Update Python to the latest compatible version. Which version is that? Hint: check the prompt from the conda update command
Try to install the latest numpy version using conda install numpy=2.1, could you successfully install it?
Once you are done, delete the environment.

Solution

The solution includes commands with my paths. Please modify them accordingly with the name of your personal drive.

# 1. 
conda env create --file /work/HPCLab_workshop/data/test-env.yml --prefix /work/AlbaRefoyoMartínez#0753/envs/test-env
# 2. 
conda deactivate; conda activate /work/AlbaRefoyoMartínez#0753/envs/test-env 
# 3.
conda list 
# 4. 
conda remove cookiecutter; conda list 
# 5. Check the prompt from running this command 
conda update python # 3.7.16
# OR conda list | grep python 
; conda list python 
# 6. 
conda env remove --prefix /work/AlbaRefoyoMartínez#0753/envs/test-env

C. Containers

Apptainer/Singularity was specifically designed for HPC platforms; however, the UCloud server does not support it for regular users. As a result, container exercises will need to be run locally. We will be using Docker locally, as it is commonly employed for developing images. Please remember to install Docker Desktop, as noted on the Welcome page. For further guidance, refer to the official Docker cheat sheet.

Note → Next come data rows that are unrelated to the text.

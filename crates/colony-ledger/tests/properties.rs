//! Concurrency and ordering properties of the ledger, exercised on a
//! multi-threaded runtime against the sharded in-memory store.

#![allow(clippy::expect_used)]

use std::sync::Arc;

use colony_ledger::{DrugDelivery, Ledger, LedgerError, MemoryStore, Page};
use colony_types::{CallerId, Notification, NotificationKind, PayloadAmount, Position3, RunKey, RunSummary};
use futures::future::join_all;

fn caller(name: &str) -> CallerId {
    CallerId::new(name).expect("caller")
}

fn shared() -> Arc<Ledger<MemoryStore>> {
    Arc::new(Ledger::new(MemoryStore::new()))
}

#[tokio::test(flavor = "multi_thread", worker_threads = 4)]
async fn concurrent_initialization_has_exactly_one_winner() {
    let ledger = shared();
    let key = RunKey::from_label("contested");

    let attempts = (0..32).map(|i| {
        let ledger = Arc::clone(&ledger);
        tokio::spawn(async move { ledger.initialize_simulation(&caller(&format!("U{i}")), key).await })
    });
    let results: Vec<_> = join_all(attempts).await.into_iter().map(|r| r.expect("join")).collect();

    let winners: Vec<_> = results.iter().filter_map(|r| r.as_ref().ok()).collect();
    assert_eq!(winners.len(), 1);
    assert!(
        results
            .iter()
            .filter_map(|r| r.as_ref().err())
            .all(|e| matches!(e, LedgerError::RunAlreadyExists { .. }))
    );

    let stored = ledger.simulation_run(key).await.expect("read");
    assert_eq!(stored.submitter, winners.first().and_then(|run| run.submitter.clone()));

    let initialized = ledger
        .notifications_since(0, 100)
        .await
        .expect("feed")
        .into_iter()
        .filter(|r| r.notification.kind() == NotificationKind::SimulationInitialized)
        .count();
    assert_eq!(initialized, 1);
}

#[tokio::test(flavor = "multi_thread", worker_threads = 4)]
async fn concurrent_completion_has_exactly_one_winner() {
    let ledger = shared();
    let key = RunKey::from_label("race-to-finish");
    let owner = caller("U1");
    ledger.initialize_simulation(&owner, key).await.expect("init");

    let attempts = (0..16_u32).map(|i| {
        let ledger = Arc::clone(&ledger);
        let owner = owner.clone();
        tokio::spawn(async move {
            let summary = RunSummary {
                total_steps: i,
                cells_killed: 0,
                drug_deliveries: 0,
            };
            ledger.complete_simulation(&owner, key, summary).await
        })
    });
    let results: Vec<_> = join_all(attempts).await.into_iter().map(|r| r.expect("join")).collect();

    let winner = results
        .iter()
        .filter_map(|r| r.as_ref().ok())
        .map(|run| run.total_steps)
        .collect::<Vec<_>>();
    assert_eq!(winner.len(), 1);
    assert!(
        results
            .iter()
            .filter_map(|r| r.as_ref().err())
            .all(|e| matches!(e, LedgerError::RunAlreadyCompleted { .. }))
    );

    let stored = ledger.simulation_run(key).await.expect("read");
    assert!(stored.completed);
    assert_eq!(Some(&stored.total_steps), winner.first());
}

#[tokio::test(flavor = "multi_thread", worker_threads = 4)]
async fn concurrent_visits_to_one_cell_notify_once() {
    let ledger = shared();

    let visits = (0..64).map(|i| {
        let ledger = Arc::clone(&ledger);
        tokio::spawn(async move { ledger.mark_visited(&caller(&format!("ant-{i}")), 7, 9).await })
    });
    let firsts = join_all(visits)
        .await
        .into_iter()
        .map(|r| r.expect("join").expect("visit"))
        .filter(Option::is_some)
        .count();

    assert_eq!(firsts, 1);
    assert!(ledger.has_visited(7, 9).await.expect("read"));
    assert_eq!(ledger.latest_sequence().await.expect("seq"), 1);
}

#[tokio::test(flavor = "multi_thread", worker_threads = 4)]
async fn per_caller_order_is_preserved_and_counts_match() {
    let ledger = shared();
    let key = RunKey::from_label("busy-run");
    let per_bot = 50_u32;

    let bots = (0..4).map(|b| {
        let ledger = Arc::clone(&ledger);
        tokio::spawn(async move {
            let bot = caller(&format!("nanobot-{b}"));
            for timestamp in 0..per_bot {
                let delivery = DrugDelivery {
                    position: Position3::new(b, 0, 0),
                    timestamp,
                    payload: PayloadAmount::from_raw(10),
                };
                ledger.record_drug_delivery(&bot, key, delivery).await.expect("delivery");
            }
        })
    });
    for result in join_all(bots).await {
        result.expect("join");
    }

    let all = ledger.deliveries(key, Page::first(1000)).await.expect("list");
    assert_eq!(all.len(), 200);
    assert_eq!(ledger.delivery_count(key).await.expect("count"), 200);

    for b in 0..4 {
        let own: Vec<u32> = all
            .iter()
            .filter(|d| d.position.x == b)
            .map(|d| d.timestamp)
            .collect();
        assert_eq!(own, (0..per_bot).collect::<Vec<_>>());
    }

    let feed = ledger.notifications_since(0, 1000).await.expect("feed");
    assert_eq!(feed.len(), 200);
    assert!(feed.windows(2).all(|w| matches!(w, [a, b] if a.sequence < b.sequence)));
    assert!(
        feed.iter()
            .all(|r| matches!(r.notification, Notification::DrugDelivered { run_key, .. } if run_key == key))
    );
}

#[tokio::test(flavor = "multi_thread", worker_threads = 4)]
async fn subscribers_receive_commits_in_sequence_order() {
    let ledger = shared();
    let mut sub = ledger.subscribe();

    // Writers on distinct cells and runs land in different shards, so
    // their commits genuinely race.
    let writers = (0..64_u32).map(|i| {
        let ledger = Arc::clone(&ledger);
        tokio::spawn(async move {
            ledger.mark_visited(&caller("ant"), i, i).await.expect("visit");
            let run = RunKey::from_label(&format!("run-{i}"));
            ledger.initialize_simulation(&caller("U1"), run).await.expect("init");
            let delivery = DrugDelivery {
                position: Position3::new(i, i, 0),
                timestamp: i,
                payload: PayloadAmount::from_raw(1),
            };
            ledger.record_drug_delivery(&caller("bot"), run, delivery).await.expect("delivery");
        })
    });
    for result in join_all(writers).await {
        result.expect("join");
    }

    for expected in 1..=192_u64 {
        let record = sub.recv().await.expect("notification");
        assert_eq!(record.sequence, expected, "feed must not reorder commits");
    }
}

V - Running a Docker image

In this exercise, we will utilize the fastmixture Docker image, which is available on DockerHub, the repository for Docker images. The aim is to understand how to run containerized software. To enhance the learning experience, we have chosen a simple genomics analysis, an efficient software tool, and a sample dataset. Focus on executing the commands, ensuring that this approach is easily adaptable to your own projects and software needs.

Fastmixture is a software designed to estimate ancestry proportions in unrelated individuals. It analyses genetic data to determine the percentage of various ancestral backgrounds present in a given individual. This tool is essential for understanding demographic histories and modeling population structure. You can view the results of running such analyses in the figure below.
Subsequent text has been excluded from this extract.